26 de Abril del 2019

Fastidiarse para volver a la vida

Por Rolando Ochoa Cáceres / /

panza identifi

Hace poco, como ha sido desde hace quince años, recibí la información de que no accedí a un apoyo cultural para poder forjarme una carrera en la escritura. Palabras más, palabras menos, fui rechazado, REJECTED, una vez más.

Aquella tarde, transitando la ciudad con mi novia, le dije que en realidad era mejor así porque deseaba cerrar un ciclo de intentos y de sueños que desde esta distancia resultan un tanto difíciles de conseguir.

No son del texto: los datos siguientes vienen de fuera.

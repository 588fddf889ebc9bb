//! An optional remote speech engine that may stand in for local synthesis.

use crate::{
    error::Result,
    voice::{RuntimeModifiers, VoiceProfile},
};
use async_trait::async_trait;

/// Speaker the remote engine uses when a voice has no mapping.
pub const DEFAULT_SPEAKER: &str = "p225";

/// What the remote engine is asked for.
#[derive(Clone, Debug, PartialEq)]
pub struct BridgeRequest {
    pub text: String,
    /// `en` or `hi`
    pub language_id: String,
    pub speaker_id: String,
    pub speed: f64,
    /// pitch offset divided by 100
    pub pitch: f64,
    /// volume divided by 100
    pub volume: f64,
}

impl BridgeRequest {
    #[must_use]
    pub fn new(text: &str, voice: &VoiceProfile, modifiers: &RuntimeModifiers) -> Self {
        BridgeRequest {
            text: text.trim().to_owned(),
            language_id: voice.language.code().to_owned(),
            speaker_id: speaker_for(&voice.id).to_owned(),
            speed: modifiers.speed,
            pitch: f64::from(modifiers.pitch_offset) / 100.0,
            volume: f64::from(modifiers.volume) / 100.0,
        }
    }
}

/// Remote speaker id for a voice id.
#[must_use]
pub fn speaker_for(voice_id: &str) -> &'static str {
    match voice_id {
        "sarah-en" => "p225",
        "michael-en" => "p226",
        "emma-en" => "p227",
        "priya-hi" => "hindi_female_1",
        "arjun-hi" => "hindi_male_1",
        "raj-hi" => "hindi_male_2",
        _ => DEFAULT_SPEAKER,
    }
}

/// A remote engine returning playable audio bytes.
#[async_trait]
pub trait SpeechBridge: Send + Sync {
    /// Whether requests should be tried at all.
    async fn is_ready(&self) -> bool;

    /// # Errors
    ///
    /// Any failure; the caller falls back to local synthesis.
    async fn synthesize(&self, request: BridgeRequest) -> Result<Vec<u8>>;
}

#[cfg(test)]
mod tests {
    use super::*;
    use crate::voice::VoiceCatalog;

    #[test]
    fn maps_speakers() {
        assert_eq!(speaker_for("michael-en"), "p226");
        assert_eq!(speaker_for("raj-hi"), "hindi_male_2");
        assert_eq!(speaker_for("kavya-hi"), DEFAULT_SPEAKER);
    }

    #[test]
    fn request_normalises_modifiers() {
        let catalog = VoiceCatalog::builtin();
        let voice = catalog.get("priya-hi").unwrap();
        let modifiers = RuntimeModifiers {
            pitch_offset: -20,
            speed: 1.5,
            volume: 80,
        };
        let request = BridgeRequest::new("  namaste ", voice, &modifiers);
        assert_eq!(request.text, "namaste");
        assert_eq!(request.language_id, "hi");
        assert_eq!(request.speaker_id, "hindi_female_1");
        assert_eq!(request.pitch, -0.2);
        assert_eq!(request.volume, 0.8);
        assert_eq!(request.speed, 1.5);
    }
}
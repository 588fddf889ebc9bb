use super::{PhonemeClass, Row, row};

pub(super) static TABLE: &[Row] = &[
    row("अ", 100.0, [640.0, 1190.0, 2390.0], 100.0, true, 0.7),
    row("आ", 100.0, [730.0, 1090.0, 2440.0], 150.0, true, 0.8),
    row("इ", 120.0, [390.0, 1990.0, 2550.0], 100.0, true, 0.7),
    row("ई", 120.0, [270.0, 2290.0, 3010.0], 150.0, true, 0.8),
    row("उ", 100.0, [440.0, 1020.0, 2240.0], 100.0, true, 0.7),
    row("ऊ", 100.0, [300.0, 870.0, 2240.0], 150.0, true, 0.8),
    row("ऋ", 110.0, [490.0, 1350.0, 1690.0], 120.0, true, 0.7),
    row("ए", 110.0, [530.0, 1840.0, 2480.0], 130.0, true, 0.8),
    row("ऐ", 110.0, [610.0, 1900.0, 2500.0], 130.0, true, 0.8),
    row("ओ", 100.0, [570.0, 840.0, 2410.0], 130.0, true, 0.8),
    row("औ", 100.0, [620.0, 900.0, 2450.0], 130.0, true, 0.8),
    row("क", 2500.0, [300.0, 1500.0, 2500.0], 80.0, false, 0.4),
    row("ख", 2500.0, [300.0, 1500.0, 2500.0], 100.0, false, 0.4),
    row("ग", 120.0, [300.0, 1500.0, 2500.0], 70.0, true, 0.5),
    row("घ", 120.0, [300.0, 1500.0, 2500.0], 90.0, true, 0.5),
    row("ङ", 120.0, [280.0, 1300.0, 2200.0], 100.0, true, 0.6),
    row("च", 3000.0, [200.0, 1600.0, 2600.0], 90.0, false, 0.4),
    row("छ", 3000.0, [200.0, 1600.0, 2600.0], 110.0, false, 0.4),
    row("ज", 150.0, [300.0, 1600.0, 2600.0], 80.0, true, 0.5),
    row("झ", 150.0, [300.0, 1600.0, 2600.0], 100.0, true, 0.5),
    row("ञ", 150.0, [280.0, 1700.0, 2600.0], 100.0, true, 0.6),
    row("ट", 3500.0, [300.0, 1700.0, 2600.0], 80.0, false, 0.4),
    row("ठ", 3500.0, [300.0, 1700.0, 2600.0], 100.0, false, 0.4),
    row("ड", 150.0, [300.0, 1700.0, 2600.0], 70.0, true, 0.5),
    row("ढ", 150.0, [300.0, 1700.0, 2600.0], 90.0, true, 0.5),
    row("ण", 150.0, [280.0, 1500.0, 2400.0], 100.0, true, 0.6),
    row("त", 3000.0, [300.0, 1700.0, 2600.0], 70.0, false, 0.4),
    row("थ", 3000.0, [300.0, 1700.0, 2600.0], 90.0, false, 0.4),
    row("द", 150.0, [300.0, 1700.0, 2600.0], 60.0, true, 0.5),
    row("ध", 150.0, [300.0, 1700.0, 2600.0], 80.0, true, 0.5),
    row("न", 150.0, [280.0, 1700.0, 2600.0], 90.0, true, 0.6),
    row("प", 2000.0, [300.0, 870.0, 2240.0], 80.0, false, 0.4),
    row("फ", 2000.0, [300.0, 870.0, 2240.0], 100.0, false, 0.4),
    row("ब", 80.0, [300.0, 870.0, 2240.0], 60.0, true, 0.5),
    row("भ", 80.0, [300.0, 870.0, 2240.0], 80.0, true, 0.5),
    row("म", 120.0, [280.0, 900.0, 2200.0], 100.0, true, 0.6),
    row("य", 120.0, [270.0, 2290.0, 3010.0], 90.0, true, 0.6),
    row("र", 120.0, [490.0, 1350.0, 1690.0], 80.0, true, 0.6),
    row("ल", 150.0, [360.0, 750.0, 2400.0], 90.0, true, 0.6),
    row("व", 120.0, [300.0, 610.0, 2200.0], 90.0, true, 0.6),
    row("श", 4000.0, [1800.0, 2300.0, 2800.0], 100.0, false, 0.3),
    row("ष", 3500.0, [1600.0, 2100.0, 2700.0], 100.0, false, 0.3),
    row("स", 7000.0, [1400.0, 2300.0, 2900.0], 100.0, false, 0.3),
    row("ह", 1500.0, [500.0, 1500.0, 2500.0], 80.0, true, 0.3),
    row("\u{902}", 120.0, [280.0, 1300.0, 2200.0], 50.0, true, 0.4),
    row("\u{903}", 2000.0, [500.0, 1500.0, 2500.0], 60.0, false, 0.2),
];

pub(super) fn class_of(symbol: &str) -> PhonemeClass {
    match symbol {
        "अ" | "आ" | "इ" | "ई" | "उ" | "ऊ" | "ऋ" | "ए" | "ऐ" | "ओ" | "औ" => PhonemeClass::Vowel,
        "क" | "ख" | "ग" | "घ" | "ट" | "ठ" | "ड" | "ढ" | "त" | "थ" | "द" | "ध" | "प" | "फ" | "ब"
        | "भ" => PhonemeClass::Stop,
        "च" | "छ" | "ज" | "झ" => PhonemeClass::Affricate,
        "ङ" | "ञ" | "ण" | "न" | "म" | "\u{902}" => PhonemeClass::Nasal,
        "र" | "ल" => PhonemeClass::Liquid,
        "य" | "व" => PhonemeClass::Glide,
        "श" | "ष" | "स" | "ह" | "\u{903}" => PhonemeClass::Fricative,
        _ => PhonemeClass::Unknown,
    }
}

/// The English vowel whose pitch and formant adjustment a Hindi vowel shares.
pub(super) fn english_vowel(symbol: &str) -> Option<&'static str> {
    Some(match symbol {
        "अ" => "AH",
        "आ" => "AA",
        "इ" => "IH",
        "ई" => "IY",
        "उ" => "UH",
        "ऊ" => "UW",
        "ऋ" => "ER",
        "ए" => "EH",
        "ऐ" => "AE",
        "औ" => "AO",
        _ => return None,
    })
}

pub(super) fn is_sibilant(symbol: &str) -> bool {
    symbol == "स"
}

Claro que no falta quien diga que la gente exitosa es la más necia del mundo, que la perseverancia comanda por encima del talento y esas frases raras sacadas de la logia de los sacerdotes de la felicidad. La verdad en los sueños es una y la realidad es otra.

Decidí abandonar ese camino por la única razón viable: me harté. Aun cuando mucha gente me dice que tengo talento, que mis cuentos son geniales y que podría hacer mucho con mis inspiraciones, la verdad es que prefiero hacerme a un lado que continuar en el vaivén de la nada.

Como lo he dicho antes, mi escritura me sirve para sanar y prefiero apartar la idea de que a alguien en su vida le puede beneficiar un poco lo que escribo y colocar mi energía en otro lado.

¿Por qué cuento esto? Por la simple razón de que creo que también es válido, cuando uno siente el hartazgo, de moverse hacia otros senderos, otros aprendizajes.

Creo que la palabra idónea a esto es “fastidio” y así como el miedo nos perturba creo que el estar fastidiado nos mueve hacia no sé dónde pero nos permite estar en movimiento.

Creo que en esta época se ha idealizado mucho la idea de “picar piedra” y sinceramente esa frase la detesto con todo mi ser, ya sea porque soy demasiado impaciente, demasiado desesperado o porque, en realidad, me llegan momentos en los que mi frustración puede más. No es que vaya a dejar de escribir, es que voy a dejar de dejar de regar mi energía en algo que no va hacia ningún lugar.

Es fácil decir “se dio por vencido” o, “si no continuas intentando entonces en realidad no estás preparado para lograr eso que te propones”. Es muy reduccionista y lamentable el pensar así. La gente tiende a hartarse y a fastidiarse por no conseguir eso que uno se propone y no es nada malo. También los sueños deben tener fecha de caducidad para poder dejar de convivir con anhelos que sólo se cuelan en los suspiros.

El fastidio no es nocivo, lo dañino es convivir con él hasta altas horas de la vida. Siempre lo he hecho así porque aprecio un tanto mi vida como para continuarla frustrando. Hace poco renuncié a mi empleo porque el fastidio me indicó el camino y cuando lo comento, la gente me cuestiona el por qué dejo algo “seguro” y mi respuesta es “estoy harto de hacer lo mismo exigiéndome más y obteniendo menos”. Y sin embargo no es nada lamentable el hecho de cambiar, de abandonar, de proyectar hacia otros sueños, hacia otras ilusiones.

Cuando supe que no obtuve el apoyo iba manejando, respiré hondamente y le agradecí a la vida, a Dios, por permitirme intentar y darme cuenta de que el camino de la ilusión dista mucho de ser el camino de la verdad.

Sí, es muy bonito perseguir sueños e intentar alcanzarlos pero también es necesario observarlos desde la posibilidad y desde el tiempo y creo que fastidiarse y abandonar la partida, como dicen ahora los jóvenes gamers, no es un acto de fracaso, es un acto de sinceridad y también de orgullo y de dignidad.